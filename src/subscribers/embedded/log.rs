//! # LogWriter — simple event printer
//!
//! A minimal subscriber that prints incoming [`Event`]s to stdout.
//! Use it for tests or demos.
//!
//! ## Example output
//! ```text
//! [run-starting] run="rs/web" requested=500
//! [batch-starting] run="rs/web" size=1 pos=0
//! [batch-ok] run="rs/web" size=1 pos=0
//! [batch-failed] run="rs/web" size=32 pos=31 failures=3 skipped=437
//! [run-aborted] run="rs/web" attempted=63 skipped=437
//! ```
//!
//! Missing fields print as `-`.

use std::fmt;

use async_trait::async_trait;

use crate::events::{Event, EventKind};
use crate::subscribers::Subscribe;

/// Event writer subscriber.
#[derive(Default)]
pub struct LogWriter;

impl LogWriter {
    /// Construct a new [`LogWriter`].
    #[must_use]
    pub fn new() -> Self {
        Self
    }

    fn line(e: &Event) -> String {
        let run = e.name.as_deref().unwrap_or("-");
        let reason = e.reason.as_deref().unwrap_or("unknown");
        let (size, pos) = (Field(e.batch_size), Field(e.pos));
        match e.kind {
            EventKind::RunStarting => {
                format!("[run-starting] run={run:?} requested={}", Field(e.requested))
            }
            EventKind::RunCompleted => {
                format!("[run-completed] run={run:?} attempted={}", Field(e.attempted))
            }
            EventKind::RunAborted => format!(
                "[run-aborted] run={run:?} attempted={} skipped={}",
                Field(e.attempted),
                Field(e.skipped)
            ),
            EventKind::BatchStarting => {
                format!("[batch-starting] run={run:?} size={size} pos={pos}")
            }
            EventKind::BatchSucceeded => format!("[batch-ok] run={run:?} size={size} pos={pos}"),
            EventKind::BatchFailed => format!(
                "[batch-failed] run={run:?} size={size} pos={pos} failures={} skipped={}",
                Field(e.failures),
                Field(e.skipped)
            ),
            EventKind::ContractViolated => {
                format!("[contract-violated] run={run:?} size={size} pos={pos} err={reason}")
            }
            EventKind::SubscriberOverflow => {
                format!("[subscriber-overflow] subscriber={run} reason={reason}")
            }
            EventKind::SubscriberPanicked => {
                format!("[subscriber-panicked] subscriber={run} info={reason}")
            }
        }
    }
}

/// Optional count, printed bare or as `-`.
struct Field(Option<usize>);

impl fmt::Display for Field {
    fn fmt(&self, f: &mut fmt::Formatter<'_>) -> fmt::Result {
        match self.0 {
            Some(n) => write!(f, "{n}"),
            None => f.write_str("-"),
        }
    }
}

#[async_trait]
impl Subscribe for LogWriter {
    async fn on_event(&self, e: &Event) {
        println!("{}", Self::line(e));
    }

    fn name(&self) -> &'static str {
        "LogWriter"
    }
}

********************

Exercise prompt –
Print every entry from the material exactly.

Task result –
filename src/subscribers/embedded/log.rs
//! # LogWriter — simple event printer
//!
//! A minimal subscriber that prints incoming [`Event`]s to stdout.
//! Use it for tests or demos.
//!
//! ## Example output
//! ```text
//! [run-starting] run="rs/web" requested=500
//! [batch-starting] run="rs/web" size=1 pos=0
//! [batch-ok] run="rs/web" size=1 pos=0
//! [batch-failed] run="rs/web" size=32 pos=31 failures=3 skipped=437
//! [run-aborted] run="rs/web" attempted=63 skipped=437
//! ```
//!
//! Missing fields print as `-`.

use std::fmt;

use async_trait::async_trait;

use crate::events::{Event, EventKind};
use crate::subscribers::Subscribe;

/// Event writer subscriber.
#[derive(Default)]
pub struct LogWriter;

impl LogWriter {
    /// Construct a new [`LogWriter`].
    #[must_use]
    pub fn new() -> Self {
        Self
    }

    fn line(e: &Event) -> String {
        let run = e.name.as_deref().unwrap_or("-");
        let reason = e.reason.as_deref().unwrap_or("unknown");
        let (size, pos) = (Field(e.batch_size), Field(e.pos));
        match e.kind {
            EventKind::RunStarting => {
                format!("[run-starting] run={run:?} requested={}", Field(e.requested))
            }
            EventKind::RunCompleted => {
                format!("[run-completed] run={run:?} attempted={}", Field(e.attempted))
            }
            EventKind::RunAborted => format!(
                "[run-aborted] run={run:?} attempted={} skipped={}",
                Field(e.attempted),
                Field(e.skipped)
            ),
            EventKind::BatchStarting => {
                format!("[batch-starting] run={run:?} size={size} pos={pos}")
            }
            EventKind::BatchSucceeded => format!("[batch-ok] run={run:?} size={size} pos={pos}"),
            EventKind::BatchFailed => format!(
                "[batch-failed] run={run:?} size={size} pos={pos} failures={} skipped={}",
                Field(e.failures),
                Field(e.skipped)
            ),
            EventKind::ContractViolated => {
                format!("[contract-violated] run={run:?} size={size} pos={pos} err={reason}")
            }
            EventKind::SubscriberOverflow => {
                format!("[subscriber-overflow] subscriber={run} reason={reason}")
            }
            EventKind::SubscriberPanicked => {
                format!("[subscriber-panicked] subscriber={run} info={reason}")
            }
        }
    }
}

/// Optional count, printed bare or as `-`.
struct Field(Option<usize>);

impl fmt::Display for Field {
    fn fmt(&self, f: &mut fmt::Formatter<'_>) -> fmt::Result {
        match self.0 {
            Some(n) => write!(f, "{n}"),
            None => f.write_str("-"),
        }
    }
}

#[async_trait]
impl Subscribe for LogWriter {
    async fn on_event(&self, e: &Event) {
        println!("{}", Self::line(e));
    }

    fn name(&self) -> &'static str {
        "LogWriter"
    }
}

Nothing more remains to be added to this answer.